Nous vous l’annoncions lors d’un précédent Insiders, l’application de messagerie Kik, destinée aux teen, souhaitait lever 125 millions de dollars à l’occasion de son ICO (Initial Coin Offering).

L’opération, qui a eu lieu du 12 au 26 septembre, est légèrement en deçà des espérances du canadien : environ 49 millions de dollars ont été levés auprès de 10 000 investisseurs, de 117 pays différents. Une vente préalable de Kin, du nom de ce token basé sur le protocole ethereum, avait déjà généré 50 millions de dollars, auprès d’investisseurs spécialisés dans la blockchain, comme Blockchain Capital, Pantera Capital, and Polychain Capital. Le montant total se rapproche donc des 100 millions de dollars.

Les ICO ont déjà permis de lever 1,7 milliard de dollars à date cette année, mais sont dans le collimateur des autorités de régulation dans plusieurs pays. Lors du TechCrunch Disrupt de la semaine dernière, Dan Morehead de Pantera Capital, qui gère un fonds de 100 millions de dollars destinés aux ICO, a averti lui-même sur l’atmosphère spéculative du moment, « plus forte qu’à l’époque de la bulle dot com », avec actuellement plus de 60 ventes de tokens par semaine.

L’ICO de Kik était particulièrement attendue, parce qu’elle concernait un acteur B2C, établi depuis dix ans, valorisé un milliard de dollars, et fort de 15 millions d’utilisateurs actifs mensuels.

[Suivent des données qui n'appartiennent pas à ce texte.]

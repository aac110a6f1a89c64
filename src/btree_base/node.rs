use std::ptr::null_mut;

use super::btree_traits::BTreeParams;

/// A single fixed-capacity B-tree node. Leaves store only keys; inner
/// nodes additionally store `keys.len() + 1` child links, with
/// `children[i]` holding the keys between `keys[i - 1]` and `keys[i]`.
///
/// Nodes are owned top-down by the tree through the raw child links;
/// `parent`/`position` form the non-owning back-relation the iterator
/// climbs through.
#[derive(Debug)]
pub struct Node<P: BTreeParams> {
    /// Non-owning back-reference, null for the root.
    pub parent: *mut Node<P>,
    /// Slot of this node in the parent's child array.
    pub position: u16,
    /// Distance to the leaf level; leaves are level 0, so the root's
    /// level is the tree height.
    pub level: u16,
    pub keys: Vec<P::KeyType>,
    pub children: Vec<*mut Node<P>>,
}

impl<P: BTreeParams> Node<P> {
    /// Key capacity is reserved one past `SLOTMAX` up front: insertion
    /// overfills a node by one slot before splitting it, and that
    /// transient state must not reallocate.
    pub fn new_leaf() -> *mut Self {
        Box::into_raw(Box::new(Node {
            parent: null_mut(),
            position: 0,
            level: 0,
            keys: Vec::with_capacity(P::SLOTMAX + 1),
            children: Vec::new(),
        }))
    }

    pub fn new_inner(level: u16) -> *mut Self {
        debug_assert!(level > 0);
        Box::into_raw(Box::new(Node {
            parent: null_mut(),
            position: 0,
            level,
            keys: Vec::with_capacity(P::SLOTMAX + 1),
            children: Vec::with_capacity(P::SLOTMAX + 2),
        }))
    }

    #[inline]
    pub fn is_leaf(&self) -> bool {
        self.level == 0
    }

    #[inline]
    pub fn is_root(&self) -> bool {
        self.parent.is_null()
    }

    #[inline]
    pub fn slotuse(&self) -> u16 {
        self.keys.len() as u16
    }

    #[inline]
    pub fn key(&self, slot: usize) -> &P::KeyType {
        &self.keys[slot]
    }

    #[inline]
    pub fn child(&self, slot: usize) -> *mut Node<P> {
        self.children[slot]
    }

    #[inline]
    pub fn is_overflow(&self) -> bool {
        self.keys.len() > P::SLOTMAX
    }

    #[inline]
    pub fn is_few(&self) -> bool {
        self.keys.len() <= P::SLOTMIN
    }

    #[inline]
    pub fn is_underflow(&self) -> bool {
        self.keys.len() < P::SLOTMIN
    }

    /// Re-stamp the back-references of the children from slot `from` on.
    /// Must run after any edit of the child array.
    pub fn relink_children(&mut self, from: usize) {
        let self_ptr = self as *mut Node<P>;
        for i in from..self.children.len() {
            let child = unsafe { &mut *self.children[i] };
            child.parent = self_ptr;
            child.position = i as u16;
        }
    }
}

Kik ICO Raises $98 Million But Falls Short of Target

 

#Cybersécurité: démission du PDG d’Equifax ; intrusion chez Deloitte

Conséquence du piratage massif qui a exposé les données personnelles de 143 millions d’Américains, les têtes tombent chez Equifax : après deux cadres dirigeants, c’est au tour du PDG Richard Smith de quitter ses fonctions à la tête de l’une des trois plus grosses sociétés d’évaluation de crédit aux Etats-Unis. Il devra cependant être entendu début octobre, dans le cadre de l’enquête menée par le Congrès américain. Depuis l’annonce de la cyberattaque, l’action Equifax a perdu environ 30% de sa valeur à la bourse de Wall Street. L’entreprise a été vivement critiquée depuis le début de cette affaire, non seulement sur les conditions d’exploitation ayant rendu possible la brèche, mais aussi sur sa gestion de crise, ainsi qu’un soupçon de délit d’initiés. C’est à voir sur Bloomberg.

Par ailleurs, toujours sur le front de la sécurité informatique, The Guardian a révélé ce lundi que Deloitte, l’un des plus gros cabinets d’audit et de conseil au monde, a été victime d’une attaque informatique. L’intrusion se serait produite via un serveur mail hébergé dans le cloud, et simplement protégé par un mot de passe, sans double authentification.

Deloitte fournit à ses clients des prestations de conseil dans de nombreux domaines dont – ironie de la fable – celui de la sécurité informatique, un sujet sensible au potentiel très lucratif. Durant cette attaque, ce sont les correspondances entre 244 000 employés de Deloitte et les clients qui auraient été exposés. Selon le journal britannique, Deloitte n’aurait découvert qu’en mars dernier l’attaque, qui aurait lieu d’octobre à novembre 2016. Le cabinet a confirmé l’information au Guardian et a lancé une enquête interne, tout en minimisant la portée de l’incident : « Seulement un petit nombre de clients ont été touchés. Il n’y a eu aucune conséquence sur les activités clients et sur la capacité de Deloitte à travailler » a communiqué le cabinet à l’AFP. Comme l’indique, avec sagesse et prescience, la section cybersécurité de Deloitte sur son site : « la question n’est plus de savoir si vous subirez des cyberattaques, mais plutôt quand elles se produiront et quelle sera leur ampleur. »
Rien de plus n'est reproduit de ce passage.